> _Exercise_: Write out each line from the data below that includes the word "underlying".

[[ Data to examine open ]]

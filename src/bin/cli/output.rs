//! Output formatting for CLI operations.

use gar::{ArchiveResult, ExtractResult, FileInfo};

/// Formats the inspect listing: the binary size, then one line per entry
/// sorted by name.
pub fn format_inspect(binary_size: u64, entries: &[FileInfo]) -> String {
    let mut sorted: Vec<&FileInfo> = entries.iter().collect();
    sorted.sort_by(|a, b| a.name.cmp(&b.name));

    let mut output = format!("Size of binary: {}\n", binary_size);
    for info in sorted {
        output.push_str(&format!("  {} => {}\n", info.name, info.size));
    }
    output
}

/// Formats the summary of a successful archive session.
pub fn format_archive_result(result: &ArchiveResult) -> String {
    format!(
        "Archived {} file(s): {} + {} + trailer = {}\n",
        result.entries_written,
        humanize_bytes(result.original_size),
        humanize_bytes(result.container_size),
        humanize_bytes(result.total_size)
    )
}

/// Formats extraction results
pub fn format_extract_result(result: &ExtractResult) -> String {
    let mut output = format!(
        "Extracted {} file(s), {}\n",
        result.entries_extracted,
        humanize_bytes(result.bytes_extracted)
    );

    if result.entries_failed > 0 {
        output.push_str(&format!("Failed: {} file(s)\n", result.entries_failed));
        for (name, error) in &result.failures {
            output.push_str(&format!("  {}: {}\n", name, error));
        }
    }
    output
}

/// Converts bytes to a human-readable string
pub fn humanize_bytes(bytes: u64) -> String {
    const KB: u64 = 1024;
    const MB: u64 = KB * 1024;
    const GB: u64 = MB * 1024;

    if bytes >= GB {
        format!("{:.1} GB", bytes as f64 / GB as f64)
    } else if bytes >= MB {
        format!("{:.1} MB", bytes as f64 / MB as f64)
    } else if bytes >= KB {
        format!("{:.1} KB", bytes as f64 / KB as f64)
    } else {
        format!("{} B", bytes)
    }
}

[[ Data to examine closed ]]
[[ Data to examine open ]]

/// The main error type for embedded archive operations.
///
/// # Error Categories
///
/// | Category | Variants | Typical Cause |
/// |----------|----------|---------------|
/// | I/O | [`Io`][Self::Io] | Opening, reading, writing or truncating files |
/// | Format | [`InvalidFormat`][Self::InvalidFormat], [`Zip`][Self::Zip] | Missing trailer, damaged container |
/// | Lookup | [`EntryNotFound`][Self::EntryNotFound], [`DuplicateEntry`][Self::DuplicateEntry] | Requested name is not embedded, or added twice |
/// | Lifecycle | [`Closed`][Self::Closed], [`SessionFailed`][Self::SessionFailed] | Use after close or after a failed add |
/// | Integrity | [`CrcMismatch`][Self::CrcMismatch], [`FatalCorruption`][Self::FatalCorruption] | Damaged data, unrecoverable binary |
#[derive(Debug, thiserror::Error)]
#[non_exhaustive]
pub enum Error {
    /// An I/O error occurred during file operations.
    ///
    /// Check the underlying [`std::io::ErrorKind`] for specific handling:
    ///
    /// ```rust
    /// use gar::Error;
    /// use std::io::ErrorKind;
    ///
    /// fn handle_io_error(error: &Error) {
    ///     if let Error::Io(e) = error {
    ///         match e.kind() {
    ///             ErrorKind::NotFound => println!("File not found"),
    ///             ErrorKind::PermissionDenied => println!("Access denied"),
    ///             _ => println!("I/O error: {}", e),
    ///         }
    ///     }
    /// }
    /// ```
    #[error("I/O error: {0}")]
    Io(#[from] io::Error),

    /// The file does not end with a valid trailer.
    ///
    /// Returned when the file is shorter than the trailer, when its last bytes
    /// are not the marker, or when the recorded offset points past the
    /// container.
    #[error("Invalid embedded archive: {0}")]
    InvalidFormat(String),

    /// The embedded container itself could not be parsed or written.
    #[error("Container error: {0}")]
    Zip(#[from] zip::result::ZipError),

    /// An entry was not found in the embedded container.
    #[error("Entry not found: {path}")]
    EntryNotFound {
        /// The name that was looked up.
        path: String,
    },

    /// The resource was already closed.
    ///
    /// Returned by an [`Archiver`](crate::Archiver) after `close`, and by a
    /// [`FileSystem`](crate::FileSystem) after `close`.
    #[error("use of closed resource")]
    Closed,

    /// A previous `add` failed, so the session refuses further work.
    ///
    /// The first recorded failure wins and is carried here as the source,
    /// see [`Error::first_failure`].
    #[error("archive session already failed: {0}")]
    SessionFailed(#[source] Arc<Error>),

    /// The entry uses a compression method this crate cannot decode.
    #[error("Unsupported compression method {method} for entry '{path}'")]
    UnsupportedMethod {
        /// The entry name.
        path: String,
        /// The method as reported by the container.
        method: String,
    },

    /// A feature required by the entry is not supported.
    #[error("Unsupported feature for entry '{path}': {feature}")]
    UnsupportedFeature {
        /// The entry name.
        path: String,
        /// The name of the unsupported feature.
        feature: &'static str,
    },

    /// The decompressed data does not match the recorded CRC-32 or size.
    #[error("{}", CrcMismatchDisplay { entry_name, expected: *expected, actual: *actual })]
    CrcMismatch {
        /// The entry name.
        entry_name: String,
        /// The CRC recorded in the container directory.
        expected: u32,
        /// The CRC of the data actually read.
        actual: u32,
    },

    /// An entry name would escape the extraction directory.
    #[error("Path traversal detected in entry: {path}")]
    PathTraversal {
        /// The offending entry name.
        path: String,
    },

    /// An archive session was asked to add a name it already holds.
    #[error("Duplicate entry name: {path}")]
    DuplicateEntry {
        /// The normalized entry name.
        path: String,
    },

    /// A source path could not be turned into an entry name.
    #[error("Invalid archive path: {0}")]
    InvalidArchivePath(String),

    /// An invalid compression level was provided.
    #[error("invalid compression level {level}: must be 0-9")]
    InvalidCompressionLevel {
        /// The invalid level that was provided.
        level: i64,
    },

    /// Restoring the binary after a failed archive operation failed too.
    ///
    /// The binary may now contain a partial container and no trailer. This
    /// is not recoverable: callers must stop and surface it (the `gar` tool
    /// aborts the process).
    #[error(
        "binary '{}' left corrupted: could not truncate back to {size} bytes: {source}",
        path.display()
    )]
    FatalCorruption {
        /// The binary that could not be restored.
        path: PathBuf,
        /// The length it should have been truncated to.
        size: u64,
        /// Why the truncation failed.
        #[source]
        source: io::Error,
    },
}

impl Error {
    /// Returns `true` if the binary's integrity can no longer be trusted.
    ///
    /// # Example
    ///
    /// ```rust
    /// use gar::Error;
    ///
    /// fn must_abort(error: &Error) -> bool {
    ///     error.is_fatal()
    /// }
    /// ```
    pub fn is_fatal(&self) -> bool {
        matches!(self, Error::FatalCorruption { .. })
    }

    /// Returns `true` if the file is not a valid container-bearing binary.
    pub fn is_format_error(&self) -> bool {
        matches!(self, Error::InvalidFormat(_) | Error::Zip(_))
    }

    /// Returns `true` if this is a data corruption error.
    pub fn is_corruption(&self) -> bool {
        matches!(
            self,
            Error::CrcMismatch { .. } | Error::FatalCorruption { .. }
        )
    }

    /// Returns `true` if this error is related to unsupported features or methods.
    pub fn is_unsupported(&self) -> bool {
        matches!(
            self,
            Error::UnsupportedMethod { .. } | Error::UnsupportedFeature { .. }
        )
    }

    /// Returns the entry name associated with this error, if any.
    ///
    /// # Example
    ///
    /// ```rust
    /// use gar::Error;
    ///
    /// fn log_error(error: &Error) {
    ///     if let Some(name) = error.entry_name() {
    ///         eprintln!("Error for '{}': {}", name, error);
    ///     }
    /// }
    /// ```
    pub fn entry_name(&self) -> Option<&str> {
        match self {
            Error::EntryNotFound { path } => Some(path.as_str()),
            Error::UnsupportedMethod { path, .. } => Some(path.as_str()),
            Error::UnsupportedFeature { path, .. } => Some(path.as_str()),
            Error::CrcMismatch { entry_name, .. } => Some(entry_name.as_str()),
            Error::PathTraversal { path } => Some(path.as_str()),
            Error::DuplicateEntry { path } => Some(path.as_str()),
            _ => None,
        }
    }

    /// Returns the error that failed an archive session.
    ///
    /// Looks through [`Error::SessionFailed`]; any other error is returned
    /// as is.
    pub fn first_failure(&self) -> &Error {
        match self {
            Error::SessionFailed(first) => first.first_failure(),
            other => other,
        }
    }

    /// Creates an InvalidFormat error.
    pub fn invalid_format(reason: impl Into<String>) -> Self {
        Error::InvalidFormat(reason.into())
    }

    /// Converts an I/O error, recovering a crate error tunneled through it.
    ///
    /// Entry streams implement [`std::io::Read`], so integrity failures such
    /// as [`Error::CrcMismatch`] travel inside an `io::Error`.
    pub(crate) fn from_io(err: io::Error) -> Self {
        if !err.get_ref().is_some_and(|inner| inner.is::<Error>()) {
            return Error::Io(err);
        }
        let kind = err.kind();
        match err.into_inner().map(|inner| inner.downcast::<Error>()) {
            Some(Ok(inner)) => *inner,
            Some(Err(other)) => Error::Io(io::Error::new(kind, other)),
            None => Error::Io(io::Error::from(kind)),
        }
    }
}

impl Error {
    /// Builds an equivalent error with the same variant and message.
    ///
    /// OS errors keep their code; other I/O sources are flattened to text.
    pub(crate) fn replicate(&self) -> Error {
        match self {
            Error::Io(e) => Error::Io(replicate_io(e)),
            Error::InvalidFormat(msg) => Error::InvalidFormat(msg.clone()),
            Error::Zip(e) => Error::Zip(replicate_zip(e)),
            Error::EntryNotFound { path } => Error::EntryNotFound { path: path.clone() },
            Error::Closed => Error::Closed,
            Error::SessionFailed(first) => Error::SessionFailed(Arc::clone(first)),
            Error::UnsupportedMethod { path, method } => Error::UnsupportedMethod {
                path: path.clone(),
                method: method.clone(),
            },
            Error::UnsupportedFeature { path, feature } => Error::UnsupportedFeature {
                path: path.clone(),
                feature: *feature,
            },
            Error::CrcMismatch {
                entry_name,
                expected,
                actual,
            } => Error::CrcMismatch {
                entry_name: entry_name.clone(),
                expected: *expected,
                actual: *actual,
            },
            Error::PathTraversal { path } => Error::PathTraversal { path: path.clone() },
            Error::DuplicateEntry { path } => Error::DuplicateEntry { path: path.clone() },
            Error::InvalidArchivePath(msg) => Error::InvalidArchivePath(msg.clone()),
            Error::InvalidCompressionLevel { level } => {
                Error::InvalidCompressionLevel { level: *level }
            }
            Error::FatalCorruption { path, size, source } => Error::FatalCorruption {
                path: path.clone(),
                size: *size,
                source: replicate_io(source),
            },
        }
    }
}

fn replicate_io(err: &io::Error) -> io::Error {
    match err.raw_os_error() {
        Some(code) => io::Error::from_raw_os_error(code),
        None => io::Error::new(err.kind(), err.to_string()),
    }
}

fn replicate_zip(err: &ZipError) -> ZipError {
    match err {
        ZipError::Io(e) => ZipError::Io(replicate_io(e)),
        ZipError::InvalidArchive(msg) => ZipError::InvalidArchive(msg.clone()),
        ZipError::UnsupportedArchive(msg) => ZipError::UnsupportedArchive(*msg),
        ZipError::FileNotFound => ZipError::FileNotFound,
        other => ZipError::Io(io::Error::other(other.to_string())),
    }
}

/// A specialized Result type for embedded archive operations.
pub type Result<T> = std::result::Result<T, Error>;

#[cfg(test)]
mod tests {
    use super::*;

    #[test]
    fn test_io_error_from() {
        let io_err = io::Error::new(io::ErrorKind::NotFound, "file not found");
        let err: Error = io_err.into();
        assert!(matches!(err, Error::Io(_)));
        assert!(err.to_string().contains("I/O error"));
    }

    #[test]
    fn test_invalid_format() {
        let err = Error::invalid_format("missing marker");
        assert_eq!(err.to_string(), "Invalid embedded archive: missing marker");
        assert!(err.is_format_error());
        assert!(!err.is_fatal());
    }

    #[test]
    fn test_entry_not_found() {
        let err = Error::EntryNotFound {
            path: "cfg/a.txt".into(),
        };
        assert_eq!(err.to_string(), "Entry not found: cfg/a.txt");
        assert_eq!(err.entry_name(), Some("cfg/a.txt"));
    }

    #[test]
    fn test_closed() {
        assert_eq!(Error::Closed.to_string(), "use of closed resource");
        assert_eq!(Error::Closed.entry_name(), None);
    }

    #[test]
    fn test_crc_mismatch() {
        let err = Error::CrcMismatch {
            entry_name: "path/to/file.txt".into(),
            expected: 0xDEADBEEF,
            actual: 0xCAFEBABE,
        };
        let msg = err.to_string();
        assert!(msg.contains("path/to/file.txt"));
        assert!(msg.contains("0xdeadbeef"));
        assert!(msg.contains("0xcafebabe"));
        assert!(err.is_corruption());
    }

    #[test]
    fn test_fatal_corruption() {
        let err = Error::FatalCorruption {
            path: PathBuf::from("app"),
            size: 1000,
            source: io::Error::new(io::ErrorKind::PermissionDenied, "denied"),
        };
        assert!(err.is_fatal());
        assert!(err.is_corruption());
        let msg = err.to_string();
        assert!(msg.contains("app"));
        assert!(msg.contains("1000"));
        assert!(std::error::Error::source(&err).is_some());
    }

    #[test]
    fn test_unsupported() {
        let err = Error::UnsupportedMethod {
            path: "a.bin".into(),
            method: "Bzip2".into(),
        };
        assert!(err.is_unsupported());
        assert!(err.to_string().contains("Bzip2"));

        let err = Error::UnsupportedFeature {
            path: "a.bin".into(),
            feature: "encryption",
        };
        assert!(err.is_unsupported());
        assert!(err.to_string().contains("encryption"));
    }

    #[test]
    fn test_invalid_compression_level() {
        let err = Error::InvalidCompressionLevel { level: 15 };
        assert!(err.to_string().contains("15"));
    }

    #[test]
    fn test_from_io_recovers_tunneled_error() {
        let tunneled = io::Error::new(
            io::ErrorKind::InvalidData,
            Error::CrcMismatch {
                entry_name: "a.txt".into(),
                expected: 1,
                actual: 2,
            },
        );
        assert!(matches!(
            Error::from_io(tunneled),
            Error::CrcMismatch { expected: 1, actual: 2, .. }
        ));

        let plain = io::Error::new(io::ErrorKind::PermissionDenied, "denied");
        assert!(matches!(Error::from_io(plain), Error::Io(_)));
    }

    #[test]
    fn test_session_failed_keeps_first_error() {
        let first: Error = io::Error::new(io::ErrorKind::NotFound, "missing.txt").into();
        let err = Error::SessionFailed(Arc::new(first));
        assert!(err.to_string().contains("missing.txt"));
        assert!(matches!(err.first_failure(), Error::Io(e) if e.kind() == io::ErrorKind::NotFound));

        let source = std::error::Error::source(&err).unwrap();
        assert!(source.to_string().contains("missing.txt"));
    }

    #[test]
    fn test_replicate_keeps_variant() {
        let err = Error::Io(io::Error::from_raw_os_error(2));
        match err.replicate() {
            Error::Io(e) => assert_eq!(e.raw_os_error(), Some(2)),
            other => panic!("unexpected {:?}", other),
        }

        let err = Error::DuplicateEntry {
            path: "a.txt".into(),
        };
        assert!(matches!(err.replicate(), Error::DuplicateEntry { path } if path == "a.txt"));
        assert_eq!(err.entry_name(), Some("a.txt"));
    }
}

[[ Data to examine closed ]]
[[ Data to examine open ]]

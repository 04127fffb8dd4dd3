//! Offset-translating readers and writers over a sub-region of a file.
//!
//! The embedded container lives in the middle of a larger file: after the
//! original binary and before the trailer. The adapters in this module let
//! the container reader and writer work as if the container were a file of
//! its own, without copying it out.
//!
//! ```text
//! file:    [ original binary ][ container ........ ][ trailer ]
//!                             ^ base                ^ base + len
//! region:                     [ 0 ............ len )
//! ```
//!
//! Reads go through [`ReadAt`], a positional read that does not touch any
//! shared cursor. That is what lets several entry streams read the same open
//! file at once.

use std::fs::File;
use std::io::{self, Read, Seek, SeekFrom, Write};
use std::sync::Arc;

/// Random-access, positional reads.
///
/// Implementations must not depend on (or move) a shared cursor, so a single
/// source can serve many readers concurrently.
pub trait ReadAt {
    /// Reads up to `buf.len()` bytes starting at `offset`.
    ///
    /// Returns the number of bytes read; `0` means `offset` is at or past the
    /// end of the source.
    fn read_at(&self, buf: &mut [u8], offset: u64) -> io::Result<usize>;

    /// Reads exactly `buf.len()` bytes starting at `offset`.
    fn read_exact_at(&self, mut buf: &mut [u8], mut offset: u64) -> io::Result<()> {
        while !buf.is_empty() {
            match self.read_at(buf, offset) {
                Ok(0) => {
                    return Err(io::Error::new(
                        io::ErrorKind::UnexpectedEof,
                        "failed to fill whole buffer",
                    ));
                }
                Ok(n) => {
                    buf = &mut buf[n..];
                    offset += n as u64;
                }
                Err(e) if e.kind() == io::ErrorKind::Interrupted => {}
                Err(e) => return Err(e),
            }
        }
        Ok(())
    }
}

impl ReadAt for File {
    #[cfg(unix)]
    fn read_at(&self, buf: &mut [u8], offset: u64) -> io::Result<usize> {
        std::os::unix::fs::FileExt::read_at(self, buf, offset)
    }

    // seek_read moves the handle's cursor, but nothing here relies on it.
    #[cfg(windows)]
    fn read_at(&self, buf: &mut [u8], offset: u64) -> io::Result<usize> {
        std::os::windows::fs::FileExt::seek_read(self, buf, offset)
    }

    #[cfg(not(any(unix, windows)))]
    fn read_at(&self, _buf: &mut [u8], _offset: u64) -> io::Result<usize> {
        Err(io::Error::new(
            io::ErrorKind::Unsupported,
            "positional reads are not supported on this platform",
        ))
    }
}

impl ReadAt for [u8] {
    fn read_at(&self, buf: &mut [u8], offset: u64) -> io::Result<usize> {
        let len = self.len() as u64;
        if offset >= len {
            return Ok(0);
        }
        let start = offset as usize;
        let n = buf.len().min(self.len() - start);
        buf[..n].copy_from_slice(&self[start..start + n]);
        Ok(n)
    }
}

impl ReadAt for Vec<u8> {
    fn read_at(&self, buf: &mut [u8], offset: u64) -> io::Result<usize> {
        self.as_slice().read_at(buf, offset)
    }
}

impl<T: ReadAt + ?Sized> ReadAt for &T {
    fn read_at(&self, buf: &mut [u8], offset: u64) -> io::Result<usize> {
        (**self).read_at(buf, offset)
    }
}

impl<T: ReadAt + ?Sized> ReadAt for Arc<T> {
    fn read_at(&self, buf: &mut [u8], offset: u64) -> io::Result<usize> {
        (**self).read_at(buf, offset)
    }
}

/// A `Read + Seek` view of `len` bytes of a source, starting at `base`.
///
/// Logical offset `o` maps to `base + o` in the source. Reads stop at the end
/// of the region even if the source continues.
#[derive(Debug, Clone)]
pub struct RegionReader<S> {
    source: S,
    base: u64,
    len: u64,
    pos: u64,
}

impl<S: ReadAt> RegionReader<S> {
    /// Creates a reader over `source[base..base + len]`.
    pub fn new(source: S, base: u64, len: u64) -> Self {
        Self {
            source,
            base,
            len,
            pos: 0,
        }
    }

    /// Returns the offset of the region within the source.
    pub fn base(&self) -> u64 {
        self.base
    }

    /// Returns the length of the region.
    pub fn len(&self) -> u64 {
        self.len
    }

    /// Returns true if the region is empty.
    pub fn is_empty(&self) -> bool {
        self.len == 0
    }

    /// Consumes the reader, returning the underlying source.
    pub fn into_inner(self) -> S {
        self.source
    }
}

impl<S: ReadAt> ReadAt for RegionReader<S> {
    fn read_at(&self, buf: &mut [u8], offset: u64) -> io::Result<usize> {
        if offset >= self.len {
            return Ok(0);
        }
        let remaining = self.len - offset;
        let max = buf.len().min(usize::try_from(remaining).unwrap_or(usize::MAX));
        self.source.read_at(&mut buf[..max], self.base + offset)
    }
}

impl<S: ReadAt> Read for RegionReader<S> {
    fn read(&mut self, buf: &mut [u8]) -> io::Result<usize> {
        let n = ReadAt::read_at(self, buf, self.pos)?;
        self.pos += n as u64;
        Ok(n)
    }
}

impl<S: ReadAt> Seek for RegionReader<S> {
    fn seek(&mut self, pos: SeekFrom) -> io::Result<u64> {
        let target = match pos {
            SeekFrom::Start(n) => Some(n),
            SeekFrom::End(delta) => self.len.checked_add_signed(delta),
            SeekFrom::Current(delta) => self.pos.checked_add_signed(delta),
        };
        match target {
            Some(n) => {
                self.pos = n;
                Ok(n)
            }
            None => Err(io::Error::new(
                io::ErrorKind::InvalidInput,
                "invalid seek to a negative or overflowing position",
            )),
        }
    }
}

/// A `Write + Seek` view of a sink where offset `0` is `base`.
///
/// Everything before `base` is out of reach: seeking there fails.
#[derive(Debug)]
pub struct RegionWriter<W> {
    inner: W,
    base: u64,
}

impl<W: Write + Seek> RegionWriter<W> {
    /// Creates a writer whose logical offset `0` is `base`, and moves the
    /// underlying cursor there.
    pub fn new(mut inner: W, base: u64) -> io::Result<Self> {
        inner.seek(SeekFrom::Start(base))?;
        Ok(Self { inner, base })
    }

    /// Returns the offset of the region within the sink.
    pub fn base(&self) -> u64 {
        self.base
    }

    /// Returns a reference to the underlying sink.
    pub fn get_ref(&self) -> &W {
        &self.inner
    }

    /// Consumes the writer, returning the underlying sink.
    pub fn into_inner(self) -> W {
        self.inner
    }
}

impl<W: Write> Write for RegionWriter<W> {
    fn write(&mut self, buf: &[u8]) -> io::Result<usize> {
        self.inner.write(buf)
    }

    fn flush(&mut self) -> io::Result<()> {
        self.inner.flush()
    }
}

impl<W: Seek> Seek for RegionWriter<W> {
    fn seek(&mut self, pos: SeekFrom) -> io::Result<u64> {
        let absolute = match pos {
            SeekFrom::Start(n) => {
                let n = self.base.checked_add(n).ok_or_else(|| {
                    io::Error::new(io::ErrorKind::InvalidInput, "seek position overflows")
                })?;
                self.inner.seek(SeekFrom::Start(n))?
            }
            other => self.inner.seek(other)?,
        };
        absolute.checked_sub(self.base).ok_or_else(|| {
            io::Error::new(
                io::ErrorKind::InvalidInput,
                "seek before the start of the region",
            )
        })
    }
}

[[ Data to examine closed ]]

> _Expected output_:
    /// Check the underlying [`std::io::ErrorKind`] for specific handling:
    /// Consumes the reader, returning the underlying source.
    /// underlying cursor there.
    /// Returns a reference to the underlying sink.
    /// Consumes the writer, returning the underlying sink.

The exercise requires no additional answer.